▶ [Exercise goal]:
If a line of the data below contains the string "done", count it, then state the total alone.

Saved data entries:
+++

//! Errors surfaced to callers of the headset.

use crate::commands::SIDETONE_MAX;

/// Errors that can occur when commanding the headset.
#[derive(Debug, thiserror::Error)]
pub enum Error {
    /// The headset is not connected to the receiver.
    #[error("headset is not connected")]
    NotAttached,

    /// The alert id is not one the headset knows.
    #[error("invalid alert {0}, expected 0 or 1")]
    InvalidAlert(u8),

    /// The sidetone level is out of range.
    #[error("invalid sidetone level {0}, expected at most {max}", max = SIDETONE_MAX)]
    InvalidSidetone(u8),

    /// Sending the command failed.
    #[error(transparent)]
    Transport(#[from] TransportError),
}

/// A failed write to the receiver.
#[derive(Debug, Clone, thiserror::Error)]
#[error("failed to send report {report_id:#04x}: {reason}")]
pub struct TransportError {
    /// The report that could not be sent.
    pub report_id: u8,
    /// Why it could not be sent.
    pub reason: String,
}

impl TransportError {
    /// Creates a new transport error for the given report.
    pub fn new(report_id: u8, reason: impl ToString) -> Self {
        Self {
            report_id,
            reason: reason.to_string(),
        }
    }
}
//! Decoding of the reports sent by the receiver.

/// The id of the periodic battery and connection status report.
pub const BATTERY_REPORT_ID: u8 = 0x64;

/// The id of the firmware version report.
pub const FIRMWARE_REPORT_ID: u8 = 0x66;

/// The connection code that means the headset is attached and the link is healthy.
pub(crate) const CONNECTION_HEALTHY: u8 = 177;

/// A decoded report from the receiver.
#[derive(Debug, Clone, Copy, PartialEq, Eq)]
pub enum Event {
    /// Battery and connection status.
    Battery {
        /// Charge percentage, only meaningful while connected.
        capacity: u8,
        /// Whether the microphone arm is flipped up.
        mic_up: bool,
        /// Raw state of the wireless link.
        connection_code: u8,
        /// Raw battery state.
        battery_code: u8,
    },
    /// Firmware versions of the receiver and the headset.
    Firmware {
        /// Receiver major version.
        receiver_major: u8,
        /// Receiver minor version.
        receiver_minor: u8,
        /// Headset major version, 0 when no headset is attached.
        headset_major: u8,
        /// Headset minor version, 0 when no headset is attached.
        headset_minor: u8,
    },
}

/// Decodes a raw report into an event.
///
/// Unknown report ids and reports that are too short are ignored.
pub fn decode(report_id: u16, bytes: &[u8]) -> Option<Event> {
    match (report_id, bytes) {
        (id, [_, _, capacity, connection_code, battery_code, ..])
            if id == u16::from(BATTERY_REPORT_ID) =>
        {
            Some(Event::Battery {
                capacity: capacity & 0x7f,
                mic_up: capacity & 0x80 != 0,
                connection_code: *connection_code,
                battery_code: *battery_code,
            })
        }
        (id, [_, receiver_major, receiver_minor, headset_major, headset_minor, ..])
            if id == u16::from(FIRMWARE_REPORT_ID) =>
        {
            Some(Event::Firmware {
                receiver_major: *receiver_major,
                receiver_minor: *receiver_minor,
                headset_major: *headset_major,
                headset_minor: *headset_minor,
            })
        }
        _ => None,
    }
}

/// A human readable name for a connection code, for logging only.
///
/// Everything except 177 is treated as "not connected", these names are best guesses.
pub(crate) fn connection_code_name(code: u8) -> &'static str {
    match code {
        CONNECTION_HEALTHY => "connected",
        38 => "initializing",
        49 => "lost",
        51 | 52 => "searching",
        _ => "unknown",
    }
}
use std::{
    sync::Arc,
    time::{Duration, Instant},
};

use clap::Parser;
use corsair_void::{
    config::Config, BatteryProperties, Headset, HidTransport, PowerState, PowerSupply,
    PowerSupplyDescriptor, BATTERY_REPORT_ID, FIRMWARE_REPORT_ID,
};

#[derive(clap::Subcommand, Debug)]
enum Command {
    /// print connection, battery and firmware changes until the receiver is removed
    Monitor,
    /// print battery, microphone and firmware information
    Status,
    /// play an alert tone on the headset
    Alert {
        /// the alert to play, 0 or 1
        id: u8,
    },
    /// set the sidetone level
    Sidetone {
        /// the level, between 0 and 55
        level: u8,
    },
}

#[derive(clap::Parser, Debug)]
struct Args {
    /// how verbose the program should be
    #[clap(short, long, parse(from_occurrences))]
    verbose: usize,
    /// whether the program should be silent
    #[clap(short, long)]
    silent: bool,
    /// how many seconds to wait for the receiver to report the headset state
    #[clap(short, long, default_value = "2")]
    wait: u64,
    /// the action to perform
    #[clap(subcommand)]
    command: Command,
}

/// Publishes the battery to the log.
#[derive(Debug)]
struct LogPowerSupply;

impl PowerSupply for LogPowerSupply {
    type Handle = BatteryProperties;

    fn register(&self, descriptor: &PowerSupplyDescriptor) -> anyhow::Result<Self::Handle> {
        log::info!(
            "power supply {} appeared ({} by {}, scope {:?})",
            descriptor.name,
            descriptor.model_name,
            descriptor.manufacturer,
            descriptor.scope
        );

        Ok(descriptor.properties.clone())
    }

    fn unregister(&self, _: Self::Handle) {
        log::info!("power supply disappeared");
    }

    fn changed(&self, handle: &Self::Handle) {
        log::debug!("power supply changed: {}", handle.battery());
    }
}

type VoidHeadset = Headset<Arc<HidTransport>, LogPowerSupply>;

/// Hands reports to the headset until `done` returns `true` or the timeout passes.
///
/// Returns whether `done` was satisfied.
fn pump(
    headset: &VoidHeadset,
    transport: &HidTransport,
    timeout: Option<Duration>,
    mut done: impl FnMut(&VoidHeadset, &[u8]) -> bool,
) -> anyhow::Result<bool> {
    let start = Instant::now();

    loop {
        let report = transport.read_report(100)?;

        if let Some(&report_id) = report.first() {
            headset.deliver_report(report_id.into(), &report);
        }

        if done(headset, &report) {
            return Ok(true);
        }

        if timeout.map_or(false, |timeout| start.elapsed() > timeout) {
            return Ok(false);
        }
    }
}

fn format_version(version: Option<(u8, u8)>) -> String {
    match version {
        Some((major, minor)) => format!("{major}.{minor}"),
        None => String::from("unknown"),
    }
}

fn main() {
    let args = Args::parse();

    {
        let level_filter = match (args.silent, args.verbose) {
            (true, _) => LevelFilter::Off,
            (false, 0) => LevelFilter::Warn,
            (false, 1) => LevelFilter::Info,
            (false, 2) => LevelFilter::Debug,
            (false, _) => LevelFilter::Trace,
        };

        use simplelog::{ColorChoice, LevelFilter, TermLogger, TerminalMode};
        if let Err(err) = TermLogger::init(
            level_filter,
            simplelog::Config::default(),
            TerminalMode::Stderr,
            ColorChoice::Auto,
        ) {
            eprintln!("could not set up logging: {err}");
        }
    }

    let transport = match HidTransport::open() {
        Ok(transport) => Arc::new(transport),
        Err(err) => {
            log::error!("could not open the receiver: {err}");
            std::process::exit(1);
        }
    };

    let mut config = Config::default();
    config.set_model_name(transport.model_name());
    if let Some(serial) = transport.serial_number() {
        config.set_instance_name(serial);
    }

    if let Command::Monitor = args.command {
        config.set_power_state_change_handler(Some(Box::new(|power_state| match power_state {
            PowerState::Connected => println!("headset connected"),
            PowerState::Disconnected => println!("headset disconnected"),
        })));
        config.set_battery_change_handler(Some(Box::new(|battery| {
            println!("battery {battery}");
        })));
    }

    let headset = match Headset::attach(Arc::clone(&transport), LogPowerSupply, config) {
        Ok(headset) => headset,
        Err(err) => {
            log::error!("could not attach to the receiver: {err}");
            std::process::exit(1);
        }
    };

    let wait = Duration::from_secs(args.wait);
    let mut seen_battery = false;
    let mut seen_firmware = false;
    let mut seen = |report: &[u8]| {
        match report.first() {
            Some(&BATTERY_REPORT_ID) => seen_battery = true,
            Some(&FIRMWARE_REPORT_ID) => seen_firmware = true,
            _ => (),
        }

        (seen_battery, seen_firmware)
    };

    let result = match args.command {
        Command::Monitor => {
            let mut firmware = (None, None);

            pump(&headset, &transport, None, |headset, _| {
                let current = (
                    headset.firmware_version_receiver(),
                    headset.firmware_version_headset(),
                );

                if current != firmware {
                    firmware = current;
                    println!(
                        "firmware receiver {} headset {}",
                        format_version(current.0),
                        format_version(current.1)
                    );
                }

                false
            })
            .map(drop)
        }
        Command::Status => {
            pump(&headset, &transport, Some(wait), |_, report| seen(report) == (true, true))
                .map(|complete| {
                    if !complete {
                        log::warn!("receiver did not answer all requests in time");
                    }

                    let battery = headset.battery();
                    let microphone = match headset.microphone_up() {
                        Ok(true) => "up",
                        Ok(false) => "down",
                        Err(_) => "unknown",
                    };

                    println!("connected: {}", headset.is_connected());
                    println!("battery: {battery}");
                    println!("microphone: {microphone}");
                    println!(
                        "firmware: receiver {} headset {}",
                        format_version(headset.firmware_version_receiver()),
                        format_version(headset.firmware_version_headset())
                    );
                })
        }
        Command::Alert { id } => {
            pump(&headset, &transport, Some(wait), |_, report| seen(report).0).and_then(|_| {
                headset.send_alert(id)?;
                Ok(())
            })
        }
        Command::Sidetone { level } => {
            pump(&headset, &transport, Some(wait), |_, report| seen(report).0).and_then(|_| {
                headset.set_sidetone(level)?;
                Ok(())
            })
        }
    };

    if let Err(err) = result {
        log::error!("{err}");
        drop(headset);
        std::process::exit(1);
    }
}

+++

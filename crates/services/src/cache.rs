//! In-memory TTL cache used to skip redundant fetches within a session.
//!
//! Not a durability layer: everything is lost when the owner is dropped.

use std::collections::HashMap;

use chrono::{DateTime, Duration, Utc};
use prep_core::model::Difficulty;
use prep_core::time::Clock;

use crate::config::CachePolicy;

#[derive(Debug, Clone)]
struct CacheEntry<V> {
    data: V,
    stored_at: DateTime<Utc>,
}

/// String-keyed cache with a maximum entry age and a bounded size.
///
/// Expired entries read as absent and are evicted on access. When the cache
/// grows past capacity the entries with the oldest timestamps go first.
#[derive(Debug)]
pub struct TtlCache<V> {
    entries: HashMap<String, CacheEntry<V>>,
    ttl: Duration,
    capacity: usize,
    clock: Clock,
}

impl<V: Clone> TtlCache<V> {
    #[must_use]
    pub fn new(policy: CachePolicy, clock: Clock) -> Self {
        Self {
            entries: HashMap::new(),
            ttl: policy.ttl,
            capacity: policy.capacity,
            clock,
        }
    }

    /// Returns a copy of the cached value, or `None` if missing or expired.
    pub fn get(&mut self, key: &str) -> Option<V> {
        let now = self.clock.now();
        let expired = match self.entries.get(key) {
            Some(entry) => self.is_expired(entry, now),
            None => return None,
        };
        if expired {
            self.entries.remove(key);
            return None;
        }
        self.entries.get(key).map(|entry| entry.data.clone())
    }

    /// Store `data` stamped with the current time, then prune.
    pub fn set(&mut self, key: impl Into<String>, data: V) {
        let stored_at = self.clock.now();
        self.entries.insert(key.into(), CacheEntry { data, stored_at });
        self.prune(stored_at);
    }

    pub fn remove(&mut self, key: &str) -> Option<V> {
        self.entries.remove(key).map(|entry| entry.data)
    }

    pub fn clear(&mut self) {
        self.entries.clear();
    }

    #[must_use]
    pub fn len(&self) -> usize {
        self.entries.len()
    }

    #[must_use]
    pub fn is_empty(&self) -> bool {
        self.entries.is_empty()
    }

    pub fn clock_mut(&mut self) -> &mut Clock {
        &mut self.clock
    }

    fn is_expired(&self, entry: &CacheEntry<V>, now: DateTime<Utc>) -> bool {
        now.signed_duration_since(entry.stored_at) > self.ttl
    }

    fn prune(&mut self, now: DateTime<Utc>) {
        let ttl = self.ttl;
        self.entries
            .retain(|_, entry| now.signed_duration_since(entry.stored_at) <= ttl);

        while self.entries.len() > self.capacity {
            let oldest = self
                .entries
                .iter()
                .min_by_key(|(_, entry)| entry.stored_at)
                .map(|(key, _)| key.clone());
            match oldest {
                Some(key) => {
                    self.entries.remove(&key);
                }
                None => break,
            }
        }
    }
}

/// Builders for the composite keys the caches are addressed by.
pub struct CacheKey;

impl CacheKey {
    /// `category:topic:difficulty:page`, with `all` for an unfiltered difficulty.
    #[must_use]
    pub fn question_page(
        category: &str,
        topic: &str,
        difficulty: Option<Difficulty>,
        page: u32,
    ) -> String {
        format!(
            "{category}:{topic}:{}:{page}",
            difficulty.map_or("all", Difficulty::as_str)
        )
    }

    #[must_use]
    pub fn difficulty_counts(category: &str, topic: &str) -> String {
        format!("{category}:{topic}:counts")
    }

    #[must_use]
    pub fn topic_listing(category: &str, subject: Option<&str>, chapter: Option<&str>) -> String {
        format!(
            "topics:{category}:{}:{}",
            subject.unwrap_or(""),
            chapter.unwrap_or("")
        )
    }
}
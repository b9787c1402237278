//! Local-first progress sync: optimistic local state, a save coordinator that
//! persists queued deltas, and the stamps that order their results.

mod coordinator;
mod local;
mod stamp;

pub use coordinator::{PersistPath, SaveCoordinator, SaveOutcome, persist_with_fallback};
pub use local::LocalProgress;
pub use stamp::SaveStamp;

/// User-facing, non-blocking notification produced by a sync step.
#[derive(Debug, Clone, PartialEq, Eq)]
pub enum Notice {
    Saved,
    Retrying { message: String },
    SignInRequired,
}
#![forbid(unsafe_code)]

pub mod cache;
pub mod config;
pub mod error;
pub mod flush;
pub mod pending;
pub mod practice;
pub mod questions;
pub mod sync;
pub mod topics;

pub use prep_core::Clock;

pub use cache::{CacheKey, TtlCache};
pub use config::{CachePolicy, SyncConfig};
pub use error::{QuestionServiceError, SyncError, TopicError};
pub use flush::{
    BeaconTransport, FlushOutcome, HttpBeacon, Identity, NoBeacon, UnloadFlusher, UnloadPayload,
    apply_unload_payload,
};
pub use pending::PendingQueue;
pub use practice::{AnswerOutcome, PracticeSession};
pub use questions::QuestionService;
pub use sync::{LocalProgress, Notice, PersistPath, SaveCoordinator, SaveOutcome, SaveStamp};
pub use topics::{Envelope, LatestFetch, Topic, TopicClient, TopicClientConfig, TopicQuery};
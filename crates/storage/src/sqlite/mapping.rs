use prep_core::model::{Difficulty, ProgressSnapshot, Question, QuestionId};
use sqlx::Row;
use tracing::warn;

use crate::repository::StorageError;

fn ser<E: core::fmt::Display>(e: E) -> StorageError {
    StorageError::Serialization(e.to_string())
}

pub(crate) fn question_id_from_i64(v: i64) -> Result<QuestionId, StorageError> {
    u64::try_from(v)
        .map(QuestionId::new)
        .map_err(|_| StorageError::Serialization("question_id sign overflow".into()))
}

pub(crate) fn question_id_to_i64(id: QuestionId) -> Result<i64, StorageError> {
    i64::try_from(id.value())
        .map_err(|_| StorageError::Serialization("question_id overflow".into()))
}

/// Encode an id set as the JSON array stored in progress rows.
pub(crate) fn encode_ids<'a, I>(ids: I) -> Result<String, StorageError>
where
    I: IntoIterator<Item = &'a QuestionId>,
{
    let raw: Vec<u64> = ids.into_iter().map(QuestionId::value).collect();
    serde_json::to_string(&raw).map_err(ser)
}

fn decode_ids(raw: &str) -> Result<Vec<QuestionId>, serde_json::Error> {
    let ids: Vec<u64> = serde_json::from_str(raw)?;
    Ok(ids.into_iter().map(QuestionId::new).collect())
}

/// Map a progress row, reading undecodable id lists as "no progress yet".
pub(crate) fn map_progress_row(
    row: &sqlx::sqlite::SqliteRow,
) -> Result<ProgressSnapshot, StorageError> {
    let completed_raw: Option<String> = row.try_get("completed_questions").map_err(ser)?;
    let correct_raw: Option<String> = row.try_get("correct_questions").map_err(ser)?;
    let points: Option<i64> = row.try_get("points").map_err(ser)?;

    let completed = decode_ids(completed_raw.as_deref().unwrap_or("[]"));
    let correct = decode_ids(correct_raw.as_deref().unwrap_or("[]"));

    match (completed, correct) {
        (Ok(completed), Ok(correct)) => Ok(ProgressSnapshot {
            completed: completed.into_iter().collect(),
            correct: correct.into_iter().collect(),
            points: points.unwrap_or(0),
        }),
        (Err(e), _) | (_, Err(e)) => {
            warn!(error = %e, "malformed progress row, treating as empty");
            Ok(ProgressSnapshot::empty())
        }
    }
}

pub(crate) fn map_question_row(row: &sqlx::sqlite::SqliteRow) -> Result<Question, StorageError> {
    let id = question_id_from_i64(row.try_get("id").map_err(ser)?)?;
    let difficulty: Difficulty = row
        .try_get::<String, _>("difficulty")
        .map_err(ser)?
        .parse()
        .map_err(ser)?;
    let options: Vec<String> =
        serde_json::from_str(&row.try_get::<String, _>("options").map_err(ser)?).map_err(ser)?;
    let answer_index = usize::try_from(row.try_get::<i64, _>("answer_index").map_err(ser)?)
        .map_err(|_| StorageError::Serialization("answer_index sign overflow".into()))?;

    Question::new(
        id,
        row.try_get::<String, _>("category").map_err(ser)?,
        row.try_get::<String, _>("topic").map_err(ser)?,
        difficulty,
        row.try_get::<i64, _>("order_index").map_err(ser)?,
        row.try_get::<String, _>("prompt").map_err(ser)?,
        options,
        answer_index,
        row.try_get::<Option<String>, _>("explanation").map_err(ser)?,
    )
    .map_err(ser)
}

+++

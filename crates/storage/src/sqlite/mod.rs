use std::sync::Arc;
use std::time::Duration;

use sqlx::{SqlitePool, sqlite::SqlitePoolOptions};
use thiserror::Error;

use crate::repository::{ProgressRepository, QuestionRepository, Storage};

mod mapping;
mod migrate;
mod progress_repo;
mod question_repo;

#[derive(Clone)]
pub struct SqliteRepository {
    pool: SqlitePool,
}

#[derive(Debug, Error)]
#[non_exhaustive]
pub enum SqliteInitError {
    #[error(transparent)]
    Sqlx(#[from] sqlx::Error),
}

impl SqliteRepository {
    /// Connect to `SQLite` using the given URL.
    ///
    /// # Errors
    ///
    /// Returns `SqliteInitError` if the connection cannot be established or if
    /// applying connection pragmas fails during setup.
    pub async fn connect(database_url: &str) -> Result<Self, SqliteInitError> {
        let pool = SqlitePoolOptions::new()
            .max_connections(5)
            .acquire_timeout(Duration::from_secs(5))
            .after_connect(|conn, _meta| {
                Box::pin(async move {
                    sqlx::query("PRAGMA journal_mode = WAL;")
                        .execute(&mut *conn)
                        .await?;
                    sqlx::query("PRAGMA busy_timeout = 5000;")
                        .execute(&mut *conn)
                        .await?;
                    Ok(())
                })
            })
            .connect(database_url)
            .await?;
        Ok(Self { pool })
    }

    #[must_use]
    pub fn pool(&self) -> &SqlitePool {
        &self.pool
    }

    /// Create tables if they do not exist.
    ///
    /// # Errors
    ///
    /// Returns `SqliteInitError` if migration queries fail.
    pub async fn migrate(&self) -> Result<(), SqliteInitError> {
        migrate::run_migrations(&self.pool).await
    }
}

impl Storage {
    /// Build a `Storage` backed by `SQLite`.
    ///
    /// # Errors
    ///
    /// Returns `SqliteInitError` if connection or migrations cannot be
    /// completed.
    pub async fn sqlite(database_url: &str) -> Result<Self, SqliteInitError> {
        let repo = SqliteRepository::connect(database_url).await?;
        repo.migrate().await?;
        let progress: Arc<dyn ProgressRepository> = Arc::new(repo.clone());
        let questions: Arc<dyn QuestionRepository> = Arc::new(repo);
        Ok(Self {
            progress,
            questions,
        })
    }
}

+++

▶ [Reply]:
4